Exercise. Give back exactly the lines of the entries below from the line with "#[cfg(test)]" to the line with "let f = function(&interp, 2, 2);", inclusive, and only those.
# # # #
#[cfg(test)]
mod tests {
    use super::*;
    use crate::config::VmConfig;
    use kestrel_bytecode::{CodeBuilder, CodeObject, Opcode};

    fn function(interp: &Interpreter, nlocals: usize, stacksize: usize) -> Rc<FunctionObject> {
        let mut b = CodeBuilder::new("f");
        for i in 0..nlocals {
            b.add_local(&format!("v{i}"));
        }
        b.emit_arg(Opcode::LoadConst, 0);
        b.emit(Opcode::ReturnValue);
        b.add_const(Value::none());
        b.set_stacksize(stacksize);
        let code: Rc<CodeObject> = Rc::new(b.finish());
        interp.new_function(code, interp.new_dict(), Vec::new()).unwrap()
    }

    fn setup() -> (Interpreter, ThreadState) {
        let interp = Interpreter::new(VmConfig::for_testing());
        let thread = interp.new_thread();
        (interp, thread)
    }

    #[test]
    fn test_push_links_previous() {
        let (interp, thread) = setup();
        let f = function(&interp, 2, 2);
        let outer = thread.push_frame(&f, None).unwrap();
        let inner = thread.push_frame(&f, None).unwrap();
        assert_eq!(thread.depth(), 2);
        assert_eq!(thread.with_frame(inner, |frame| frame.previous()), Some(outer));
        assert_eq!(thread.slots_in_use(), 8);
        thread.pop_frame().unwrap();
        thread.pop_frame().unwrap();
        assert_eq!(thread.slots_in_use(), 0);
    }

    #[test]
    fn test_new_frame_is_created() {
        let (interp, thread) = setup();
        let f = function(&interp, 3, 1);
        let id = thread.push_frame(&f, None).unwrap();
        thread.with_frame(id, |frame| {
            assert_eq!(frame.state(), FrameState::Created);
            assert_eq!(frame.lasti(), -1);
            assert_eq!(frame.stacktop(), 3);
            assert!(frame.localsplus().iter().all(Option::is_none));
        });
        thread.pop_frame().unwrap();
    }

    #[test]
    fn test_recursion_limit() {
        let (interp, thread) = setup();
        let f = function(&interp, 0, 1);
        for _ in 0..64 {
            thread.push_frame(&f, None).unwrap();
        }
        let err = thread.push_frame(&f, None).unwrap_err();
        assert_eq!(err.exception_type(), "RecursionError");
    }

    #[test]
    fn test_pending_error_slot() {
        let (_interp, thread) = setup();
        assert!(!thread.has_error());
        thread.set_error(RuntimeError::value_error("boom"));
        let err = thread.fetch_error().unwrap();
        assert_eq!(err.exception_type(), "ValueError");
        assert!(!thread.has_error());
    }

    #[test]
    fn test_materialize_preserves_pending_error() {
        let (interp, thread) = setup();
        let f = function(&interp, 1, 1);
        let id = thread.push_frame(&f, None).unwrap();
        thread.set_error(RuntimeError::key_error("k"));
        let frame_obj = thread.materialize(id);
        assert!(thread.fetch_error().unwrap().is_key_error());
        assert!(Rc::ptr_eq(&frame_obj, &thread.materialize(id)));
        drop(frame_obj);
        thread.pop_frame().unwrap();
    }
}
# # # #
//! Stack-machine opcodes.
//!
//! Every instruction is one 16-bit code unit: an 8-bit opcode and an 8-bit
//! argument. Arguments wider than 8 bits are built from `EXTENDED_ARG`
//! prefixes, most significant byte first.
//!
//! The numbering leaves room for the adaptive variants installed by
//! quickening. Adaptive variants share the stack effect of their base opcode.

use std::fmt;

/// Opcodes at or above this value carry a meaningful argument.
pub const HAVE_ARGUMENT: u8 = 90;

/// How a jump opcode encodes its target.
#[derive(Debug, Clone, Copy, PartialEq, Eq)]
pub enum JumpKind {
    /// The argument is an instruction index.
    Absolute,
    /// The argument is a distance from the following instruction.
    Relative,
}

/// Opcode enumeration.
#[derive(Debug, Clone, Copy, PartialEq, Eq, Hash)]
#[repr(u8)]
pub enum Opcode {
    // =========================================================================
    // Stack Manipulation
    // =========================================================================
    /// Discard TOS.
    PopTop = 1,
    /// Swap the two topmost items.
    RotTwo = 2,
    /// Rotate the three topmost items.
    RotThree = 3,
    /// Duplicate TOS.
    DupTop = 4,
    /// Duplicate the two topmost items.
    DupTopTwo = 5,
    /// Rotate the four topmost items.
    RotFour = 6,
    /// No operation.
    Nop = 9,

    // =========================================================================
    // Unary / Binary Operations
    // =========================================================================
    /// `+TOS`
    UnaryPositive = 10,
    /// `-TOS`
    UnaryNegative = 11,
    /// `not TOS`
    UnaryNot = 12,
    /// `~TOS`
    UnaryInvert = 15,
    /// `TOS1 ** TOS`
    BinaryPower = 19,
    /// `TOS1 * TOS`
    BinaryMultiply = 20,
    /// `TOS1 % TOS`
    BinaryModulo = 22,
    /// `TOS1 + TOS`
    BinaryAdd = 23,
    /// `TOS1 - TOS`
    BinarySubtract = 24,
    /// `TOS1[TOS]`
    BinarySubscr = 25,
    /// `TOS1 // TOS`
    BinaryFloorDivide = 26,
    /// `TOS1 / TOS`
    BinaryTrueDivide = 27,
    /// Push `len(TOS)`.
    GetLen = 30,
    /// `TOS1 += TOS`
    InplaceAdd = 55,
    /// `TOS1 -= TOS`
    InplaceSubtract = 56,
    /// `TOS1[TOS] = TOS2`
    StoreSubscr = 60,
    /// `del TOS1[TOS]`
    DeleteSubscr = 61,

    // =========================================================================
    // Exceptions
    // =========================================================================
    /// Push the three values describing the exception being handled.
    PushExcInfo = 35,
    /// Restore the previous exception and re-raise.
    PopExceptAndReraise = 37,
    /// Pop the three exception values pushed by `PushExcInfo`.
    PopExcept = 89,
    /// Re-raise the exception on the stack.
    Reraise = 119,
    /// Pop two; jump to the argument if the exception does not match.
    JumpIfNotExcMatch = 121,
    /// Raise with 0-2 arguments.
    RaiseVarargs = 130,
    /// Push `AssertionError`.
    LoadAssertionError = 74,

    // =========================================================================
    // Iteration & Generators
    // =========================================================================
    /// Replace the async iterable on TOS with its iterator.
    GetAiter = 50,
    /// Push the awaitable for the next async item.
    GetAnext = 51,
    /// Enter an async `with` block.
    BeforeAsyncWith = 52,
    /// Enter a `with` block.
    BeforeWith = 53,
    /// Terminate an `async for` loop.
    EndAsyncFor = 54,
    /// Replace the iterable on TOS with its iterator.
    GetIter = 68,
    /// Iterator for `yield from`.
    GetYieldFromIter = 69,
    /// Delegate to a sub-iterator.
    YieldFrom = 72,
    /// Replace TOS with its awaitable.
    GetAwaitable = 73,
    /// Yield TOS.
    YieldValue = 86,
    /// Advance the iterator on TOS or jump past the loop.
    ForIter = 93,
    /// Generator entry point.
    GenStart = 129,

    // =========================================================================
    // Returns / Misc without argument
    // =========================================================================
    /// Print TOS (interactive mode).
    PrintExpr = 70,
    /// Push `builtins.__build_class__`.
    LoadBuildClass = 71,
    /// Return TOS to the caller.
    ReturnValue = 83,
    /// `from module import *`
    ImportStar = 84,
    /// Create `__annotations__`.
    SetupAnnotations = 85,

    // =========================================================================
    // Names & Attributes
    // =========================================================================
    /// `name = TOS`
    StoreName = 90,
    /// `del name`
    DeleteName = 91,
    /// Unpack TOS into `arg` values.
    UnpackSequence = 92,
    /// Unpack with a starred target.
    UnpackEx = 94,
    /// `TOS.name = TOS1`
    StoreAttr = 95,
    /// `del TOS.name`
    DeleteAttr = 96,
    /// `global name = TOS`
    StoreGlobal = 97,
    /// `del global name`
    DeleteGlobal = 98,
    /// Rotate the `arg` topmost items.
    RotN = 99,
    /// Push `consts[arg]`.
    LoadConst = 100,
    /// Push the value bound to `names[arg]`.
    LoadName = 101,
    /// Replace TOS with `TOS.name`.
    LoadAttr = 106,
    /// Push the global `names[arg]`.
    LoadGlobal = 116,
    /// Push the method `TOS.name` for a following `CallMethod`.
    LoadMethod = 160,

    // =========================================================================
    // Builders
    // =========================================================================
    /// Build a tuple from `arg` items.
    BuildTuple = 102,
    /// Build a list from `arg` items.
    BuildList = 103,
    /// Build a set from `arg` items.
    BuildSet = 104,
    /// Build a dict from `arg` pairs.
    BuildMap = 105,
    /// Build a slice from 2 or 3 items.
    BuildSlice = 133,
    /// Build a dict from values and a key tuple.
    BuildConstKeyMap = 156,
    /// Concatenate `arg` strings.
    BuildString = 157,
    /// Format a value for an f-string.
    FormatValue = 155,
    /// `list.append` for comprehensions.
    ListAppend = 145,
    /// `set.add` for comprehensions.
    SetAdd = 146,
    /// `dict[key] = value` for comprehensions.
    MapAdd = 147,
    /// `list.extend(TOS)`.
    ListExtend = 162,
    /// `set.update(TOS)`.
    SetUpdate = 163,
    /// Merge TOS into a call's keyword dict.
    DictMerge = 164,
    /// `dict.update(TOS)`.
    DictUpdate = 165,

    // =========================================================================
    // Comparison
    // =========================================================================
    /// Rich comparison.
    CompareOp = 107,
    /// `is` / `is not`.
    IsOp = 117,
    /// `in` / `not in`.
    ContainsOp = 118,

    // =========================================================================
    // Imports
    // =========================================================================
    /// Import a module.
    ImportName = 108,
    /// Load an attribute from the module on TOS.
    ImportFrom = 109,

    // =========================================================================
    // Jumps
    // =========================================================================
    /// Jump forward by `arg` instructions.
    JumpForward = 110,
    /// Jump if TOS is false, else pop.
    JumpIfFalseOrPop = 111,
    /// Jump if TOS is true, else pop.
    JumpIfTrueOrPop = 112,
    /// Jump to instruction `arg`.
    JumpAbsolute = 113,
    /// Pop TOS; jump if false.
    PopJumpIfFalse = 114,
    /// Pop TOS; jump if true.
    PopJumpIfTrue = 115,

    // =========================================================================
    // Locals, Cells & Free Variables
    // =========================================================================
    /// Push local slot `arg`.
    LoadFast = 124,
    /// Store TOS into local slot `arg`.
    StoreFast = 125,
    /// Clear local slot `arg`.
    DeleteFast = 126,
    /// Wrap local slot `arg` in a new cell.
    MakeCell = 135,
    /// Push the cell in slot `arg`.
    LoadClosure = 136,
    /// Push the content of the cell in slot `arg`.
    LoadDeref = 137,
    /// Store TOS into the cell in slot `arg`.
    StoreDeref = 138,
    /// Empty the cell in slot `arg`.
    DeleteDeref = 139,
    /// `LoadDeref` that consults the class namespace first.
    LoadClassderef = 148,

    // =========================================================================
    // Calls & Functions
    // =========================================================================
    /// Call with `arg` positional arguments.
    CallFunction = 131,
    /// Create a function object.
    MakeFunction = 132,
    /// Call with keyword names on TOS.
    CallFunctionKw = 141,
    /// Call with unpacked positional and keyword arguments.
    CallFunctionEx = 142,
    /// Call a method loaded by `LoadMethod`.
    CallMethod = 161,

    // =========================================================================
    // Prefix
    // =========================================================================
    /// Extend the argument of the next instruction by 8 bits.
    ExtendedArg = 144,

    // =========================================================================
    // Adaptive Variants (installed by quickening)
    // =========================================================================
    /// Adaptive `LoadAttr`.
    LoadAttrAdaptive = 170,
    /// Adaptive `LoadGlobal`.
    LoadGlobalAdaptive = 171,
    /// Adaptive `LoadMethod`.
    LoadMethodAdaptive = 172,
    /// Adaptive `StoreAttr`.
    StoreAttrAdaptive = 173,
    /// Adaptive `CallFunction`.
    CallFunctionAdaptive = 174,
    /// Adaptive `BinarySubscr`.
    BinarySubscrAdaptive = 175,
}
# # # #
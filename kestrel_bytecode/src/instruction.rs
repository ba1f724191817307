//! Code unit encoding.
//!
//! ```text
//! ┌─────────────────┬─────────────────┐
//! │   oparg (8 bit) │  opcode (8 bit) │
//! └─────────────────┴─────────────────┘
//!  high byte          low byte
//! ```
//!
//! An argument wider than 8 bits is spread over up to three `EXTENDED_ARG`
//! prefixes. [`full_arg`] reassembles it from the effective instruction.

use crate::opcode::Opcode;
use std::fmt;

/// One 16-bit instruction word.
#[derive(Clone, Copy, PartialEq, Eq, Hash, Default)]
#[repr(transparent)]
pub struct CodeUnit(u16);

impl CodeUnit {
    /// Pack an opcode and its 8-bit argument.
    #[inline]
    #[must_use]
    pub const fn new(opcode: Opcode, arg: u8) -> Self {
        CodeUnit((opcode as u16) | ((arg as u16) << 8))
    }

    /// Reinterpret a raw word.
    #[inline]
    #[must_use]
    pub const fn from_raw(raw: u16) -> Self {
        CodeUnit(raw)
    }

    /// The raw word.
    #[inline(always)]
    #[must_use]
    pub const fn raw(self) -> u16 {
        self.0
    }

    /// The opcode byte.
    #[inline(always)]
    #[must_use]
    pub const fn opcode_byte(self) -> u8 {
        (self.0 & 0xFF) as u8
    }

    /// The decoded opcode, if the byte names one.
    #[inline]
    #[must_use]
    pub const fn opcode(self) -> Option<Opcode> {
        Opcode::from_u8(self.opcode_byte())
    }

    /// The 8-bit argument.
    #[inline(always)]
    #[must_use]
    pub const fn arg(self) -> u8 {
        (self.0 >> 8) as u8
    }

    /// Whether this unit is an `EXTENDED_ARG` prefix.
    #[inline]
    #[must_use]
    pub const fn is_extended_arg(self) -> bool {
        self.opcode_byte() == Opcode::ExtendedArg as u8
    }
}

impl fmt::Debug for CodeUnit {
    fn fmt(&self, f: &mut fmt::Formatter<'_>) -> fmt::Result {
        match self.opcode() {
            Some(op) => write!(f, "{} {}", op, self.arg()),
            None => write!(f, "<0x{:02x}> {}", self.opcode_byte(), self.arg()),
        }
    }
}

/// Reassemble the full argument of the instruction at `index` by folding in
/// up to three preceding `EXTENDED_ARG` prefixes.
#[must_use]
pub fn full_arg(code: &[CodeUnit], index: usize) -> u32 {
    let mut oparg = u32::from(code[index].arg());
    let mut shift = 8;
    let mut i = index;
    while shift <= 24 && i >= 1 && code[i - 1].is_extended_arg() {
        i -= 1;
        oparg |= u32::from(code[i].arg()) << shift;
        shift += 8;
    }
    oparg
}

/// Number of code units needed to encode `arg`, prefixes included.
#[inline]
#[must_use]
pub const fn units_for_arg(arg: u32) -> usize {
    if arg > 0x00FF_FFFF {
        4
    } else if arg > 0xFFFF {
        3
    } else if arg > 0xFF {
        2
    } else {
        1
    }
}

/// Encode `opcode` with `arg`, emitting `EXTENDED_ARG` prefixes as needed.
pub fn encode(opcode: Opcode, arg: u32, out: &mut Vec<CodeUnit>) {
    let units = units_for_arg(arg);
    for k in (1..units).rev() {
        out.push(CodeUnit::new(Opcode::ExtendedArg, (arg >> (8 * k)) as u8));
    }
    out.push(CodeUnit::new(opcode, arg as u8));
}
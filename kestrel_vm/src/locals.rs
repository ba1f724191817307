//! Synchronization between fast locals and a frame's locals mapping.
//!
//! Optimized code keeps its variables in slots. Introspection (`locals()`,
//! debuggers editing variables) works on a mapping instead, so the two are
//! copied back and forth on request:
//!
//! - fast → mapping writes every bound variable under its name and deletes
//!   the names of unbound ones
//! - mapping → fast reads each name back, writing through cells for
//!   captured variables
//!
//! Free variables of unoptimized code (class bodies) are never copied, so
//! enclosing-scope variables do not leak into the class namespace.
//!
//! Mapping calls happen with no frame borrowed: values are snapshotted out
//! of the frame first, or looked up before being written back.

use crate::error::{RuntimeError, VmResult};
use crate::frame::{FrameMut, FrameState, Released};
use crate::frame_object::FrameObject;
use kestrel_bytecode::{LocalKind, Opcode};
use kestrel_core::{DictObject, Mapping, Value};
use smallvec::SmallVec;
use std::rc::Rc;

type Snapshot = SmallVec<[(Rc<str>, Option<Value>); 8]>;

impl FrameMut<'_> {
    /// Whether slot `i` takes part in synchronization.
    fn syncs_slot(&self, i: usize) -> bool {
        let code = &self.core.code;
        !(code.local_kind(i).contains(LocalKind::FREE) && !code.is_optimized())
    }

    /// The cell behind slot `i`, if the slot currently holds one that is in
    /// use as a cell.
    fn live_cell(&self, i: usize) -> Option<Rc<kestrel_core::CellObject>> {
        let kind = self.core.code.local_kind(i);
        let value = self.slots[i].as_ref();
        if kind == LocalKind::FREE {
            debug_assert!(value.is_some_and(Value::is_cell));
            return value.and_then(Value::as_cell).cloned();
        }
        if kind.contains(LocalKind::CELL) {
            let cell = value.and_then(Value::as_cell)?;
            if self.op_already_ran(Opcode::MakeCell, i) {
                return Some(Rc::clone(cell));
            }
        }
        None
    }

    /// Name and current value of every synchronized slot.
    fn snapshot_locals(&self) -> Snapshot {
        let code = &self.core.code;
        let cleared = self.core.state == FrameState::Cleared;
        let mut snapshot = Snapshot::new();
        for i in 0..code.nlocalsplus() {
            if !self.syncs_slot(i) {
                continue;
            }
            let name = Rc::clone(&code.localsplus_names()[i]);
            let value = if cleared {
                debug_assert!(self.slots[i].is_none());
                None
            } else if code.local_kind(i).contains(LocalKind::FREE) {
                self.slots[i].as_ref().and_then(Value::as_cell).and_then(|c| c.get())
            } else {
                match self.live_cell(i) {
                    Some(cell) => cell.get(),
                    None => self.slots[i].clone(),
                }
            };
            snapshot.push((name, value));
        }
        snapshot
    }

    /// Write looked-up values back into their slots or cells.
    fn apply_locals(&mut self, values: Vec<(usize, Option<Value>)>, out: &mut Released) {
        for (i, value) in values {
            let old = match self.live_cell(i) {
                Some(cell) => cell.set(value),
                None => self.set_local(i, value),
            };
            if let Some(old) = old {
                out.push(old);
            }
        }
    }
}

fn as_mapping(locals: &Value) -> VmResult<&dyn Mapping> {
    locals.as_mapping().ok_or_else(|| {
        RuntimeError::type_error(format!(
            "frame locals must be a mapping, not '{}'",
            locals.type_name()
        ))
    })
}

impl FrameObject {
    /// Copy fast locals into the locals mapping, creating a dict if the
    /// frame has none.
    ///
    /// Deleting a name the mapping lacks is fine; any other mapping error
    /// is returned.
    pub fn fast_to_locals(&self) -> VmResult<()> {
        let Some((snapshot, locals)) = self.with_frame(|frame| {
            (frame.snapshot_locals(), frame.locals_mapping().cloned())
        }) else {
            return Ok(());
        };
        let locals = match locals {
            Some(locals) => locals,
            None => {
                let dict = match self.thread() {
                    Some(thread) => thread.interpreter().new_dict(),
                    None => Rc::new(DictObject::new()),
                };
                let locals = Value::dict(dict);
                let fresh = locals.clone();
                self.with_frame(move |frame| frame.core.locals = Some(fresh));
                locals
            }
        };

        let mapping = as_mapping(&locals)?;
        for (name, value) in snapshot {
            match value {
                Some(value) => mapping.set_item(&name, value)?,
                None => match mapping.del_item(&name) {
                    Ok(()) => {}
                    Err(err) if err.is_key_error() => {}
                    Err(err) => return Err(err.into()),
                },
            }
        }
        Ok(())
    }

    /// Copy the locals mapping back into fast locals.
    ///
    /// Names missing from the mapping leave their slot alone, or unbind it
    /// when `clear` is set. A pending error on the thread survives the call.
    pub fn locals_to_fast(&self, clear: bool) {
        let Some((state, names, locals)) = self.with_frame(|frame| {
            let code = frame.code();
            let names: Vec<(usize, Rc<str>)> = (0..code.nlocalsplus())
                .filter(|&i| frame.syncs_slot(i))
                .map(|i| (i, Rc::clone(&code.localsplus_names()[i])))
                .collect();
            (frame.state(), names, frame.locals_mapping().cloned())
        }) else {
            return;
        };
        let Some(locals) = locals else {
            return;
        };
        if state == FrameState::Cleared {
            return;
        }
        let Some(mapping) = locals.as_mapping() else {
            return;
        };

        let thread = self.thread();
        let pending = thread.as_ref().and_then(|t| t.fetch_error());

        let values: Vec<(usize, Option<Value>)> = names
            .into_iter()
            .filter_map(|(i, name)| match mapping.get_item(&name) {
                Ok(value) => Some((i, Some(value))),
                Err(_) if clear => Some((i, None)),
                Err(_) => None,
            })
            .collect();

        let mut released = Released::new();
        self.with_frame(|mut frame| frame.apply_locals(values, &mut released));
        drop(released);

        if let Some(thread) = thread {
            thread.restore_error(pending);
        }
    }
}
# # # #
Answer area.
#[cfg(test)]
mod tests {
    use super::*;
    use crate::config::VmConfig;
    use kestrel_bytecode::{CodeBuilder, CodeObject, Opcode};

    fn function(interp: &Interpreter, nlocals: usize, stacksize: usize) -> Rc<FunctionObject> {
        let mut b = CodeBuilder::new("f");
        for i in 0..nlocals {
            b.add_local(&format!("v{i}"));
        }
        b.emit_arg(Opcode::LoadConst, 0);
        b.emit(Opcode::ReturnValue);
        b.add_const(Value::none());
        b.set_stacksize(stacksize);
        let code: Rc<CodeObject> = Rc::new(b.finish());
        interp.new_function(code, interp.new_dict(), Vec::new()).unwrap()
    }

    fn setup() -> (Interpreter, ThreadState) {
        let interp = Interpreter::new(VmConfig::for_testing());
        let thread = interp.new_thread();
        (interp, thread)
    }

    #[test]
    fn test_push_links_previous() {
        let (interp, thread) = setup();
        let f = function(&interp, 2, 2);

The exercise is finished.